Provided information
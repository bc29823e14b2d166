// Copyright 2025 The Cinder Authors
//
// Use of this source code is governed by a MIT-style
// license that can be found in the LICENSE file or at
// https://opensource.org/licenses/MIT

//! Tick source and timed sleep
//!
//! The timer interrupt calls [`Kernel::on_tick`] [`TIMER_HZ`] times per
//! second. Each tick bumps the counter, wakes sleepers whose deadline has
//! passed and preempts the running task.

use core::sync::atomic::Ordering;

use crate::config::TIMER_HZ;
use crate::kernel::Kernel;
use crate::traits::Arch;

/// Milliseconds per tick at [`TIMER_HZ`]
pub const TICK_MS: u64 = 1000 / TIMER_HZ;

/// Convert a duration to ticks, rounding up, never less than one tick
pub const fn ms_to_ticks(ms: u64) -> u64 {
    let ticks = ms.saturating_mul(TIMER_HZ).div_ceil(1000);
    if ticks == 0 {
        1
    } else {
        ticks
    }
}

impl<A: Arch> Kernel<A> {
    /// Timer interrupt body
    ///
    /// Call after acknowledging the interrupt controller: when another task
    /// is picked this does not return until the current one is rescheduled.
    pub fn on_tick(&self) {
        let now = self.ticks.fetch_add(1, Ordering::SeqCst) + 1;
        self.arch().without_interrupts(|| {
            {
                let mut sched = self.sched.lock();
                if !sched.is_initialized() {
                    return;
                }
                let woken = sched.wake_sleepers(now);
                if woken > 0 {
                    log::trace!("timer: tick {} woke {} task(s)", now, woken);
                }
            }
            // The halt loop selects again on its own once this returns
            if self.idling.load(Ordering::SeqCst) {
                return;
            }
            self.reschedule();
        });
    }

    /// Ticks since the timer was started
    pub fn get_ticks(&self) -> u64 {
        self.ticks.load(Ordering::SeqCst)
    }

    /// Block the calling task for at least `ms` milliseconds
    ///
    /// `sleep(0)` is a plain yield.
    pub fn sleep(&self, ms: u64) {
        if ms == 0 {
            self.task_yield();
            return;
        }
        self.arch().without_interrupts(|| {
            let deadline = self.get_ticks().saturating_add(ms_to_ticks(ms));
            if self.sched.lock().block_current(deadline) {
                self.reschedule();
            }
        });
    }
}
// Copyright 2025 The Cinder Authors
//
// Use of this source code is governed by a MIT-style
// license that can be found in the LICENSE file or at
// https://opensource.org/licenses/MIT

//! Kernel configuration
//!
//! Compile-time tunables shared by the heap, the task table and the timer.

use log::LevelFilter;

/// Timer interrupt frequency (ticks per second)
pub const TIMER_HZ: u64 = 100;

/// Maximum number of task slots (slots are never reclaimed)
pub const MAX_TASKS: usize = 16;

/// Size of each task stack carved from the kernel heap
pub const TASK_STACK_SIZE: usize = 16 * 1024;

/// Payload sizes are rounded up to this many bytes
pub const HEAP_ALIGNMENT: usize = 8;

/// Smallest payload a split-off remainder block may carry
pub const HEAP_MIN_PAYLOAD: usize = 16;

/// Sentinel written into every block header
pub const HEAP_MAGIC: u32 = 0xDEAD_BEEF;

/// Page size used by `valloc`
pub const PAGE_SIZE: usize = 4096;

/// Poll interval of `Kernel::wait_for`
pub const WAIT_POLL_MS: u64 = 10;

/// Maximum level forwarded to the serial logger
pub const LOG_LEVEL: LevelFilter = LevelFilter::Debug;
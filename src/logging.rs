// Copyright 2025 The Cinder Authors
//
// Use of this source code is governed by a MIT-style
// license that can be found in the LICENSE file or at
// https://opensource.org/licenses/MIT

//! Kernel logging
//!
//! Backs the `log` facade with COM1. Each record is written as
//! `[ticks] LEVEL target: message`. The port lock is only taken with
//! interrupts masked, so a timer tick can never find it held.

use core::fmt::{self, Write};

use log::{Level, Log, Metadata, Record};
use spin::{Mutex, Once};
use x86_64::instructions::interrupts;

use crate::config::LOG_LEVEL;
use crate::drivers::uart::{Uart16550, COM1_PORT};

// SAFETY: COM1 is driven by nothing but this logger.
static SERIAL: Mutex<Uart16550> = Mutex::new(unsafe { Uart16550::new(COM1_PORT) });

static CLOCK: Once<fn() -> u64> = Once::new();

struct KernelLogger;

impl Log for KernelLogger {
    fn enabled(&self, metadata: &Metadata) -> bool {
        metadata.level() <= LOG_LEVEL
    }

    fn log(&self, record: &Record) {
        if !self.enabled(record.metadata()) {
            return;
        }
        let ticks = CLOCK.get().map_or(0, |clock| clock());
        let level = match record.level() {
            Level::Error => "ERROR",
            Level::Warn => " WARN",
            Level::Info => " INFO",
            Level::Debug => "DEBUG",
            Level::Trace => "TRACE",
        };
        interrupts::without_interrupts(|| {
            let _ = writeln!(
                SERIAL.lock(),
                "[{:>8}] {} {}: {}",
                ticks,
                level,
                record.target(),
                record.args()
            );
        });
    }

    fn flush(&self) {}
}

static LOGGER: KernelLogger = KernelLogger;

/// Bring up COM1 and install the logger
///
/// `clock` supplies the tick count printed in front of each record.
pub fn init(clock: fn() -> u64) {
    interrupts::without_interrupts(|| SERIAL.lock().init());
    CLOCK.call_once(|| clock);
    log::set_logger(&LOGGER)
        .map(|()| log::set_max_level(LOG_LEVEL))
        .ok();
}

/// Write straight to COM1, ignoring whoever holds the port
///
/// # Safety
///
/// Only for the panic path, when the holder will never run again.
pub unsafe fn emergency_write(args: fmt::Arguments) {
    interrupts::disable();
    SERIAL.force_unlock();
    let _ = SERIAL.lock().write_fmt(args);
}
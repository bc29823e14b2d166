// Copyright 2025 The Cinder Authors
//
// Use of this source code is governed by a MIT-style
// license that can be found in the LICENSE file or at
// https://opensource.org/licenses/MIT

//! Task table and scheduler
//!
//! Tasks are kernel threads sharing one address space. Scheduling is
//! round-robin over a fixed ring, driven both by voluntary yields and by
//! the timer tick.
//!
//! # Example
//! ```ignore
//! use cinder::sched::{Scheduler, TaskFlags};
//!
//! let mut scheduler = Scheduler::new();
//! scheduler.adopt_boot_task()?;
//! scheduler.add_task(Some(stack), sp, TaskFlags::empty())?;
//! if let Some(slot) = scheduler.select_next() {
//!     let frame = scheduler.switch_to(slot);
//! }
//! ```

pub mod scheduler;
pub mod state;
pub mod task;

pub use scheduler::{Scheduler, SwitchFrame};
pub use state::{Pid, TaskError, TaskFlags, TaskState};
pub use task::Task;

Task brief
What lines above mention "driven"? Copy each one.

Response
// SAFETY: COM1 is driven by nothing but this logger.
//! round-robin over a fixed ring, driven both by voluntary yields and by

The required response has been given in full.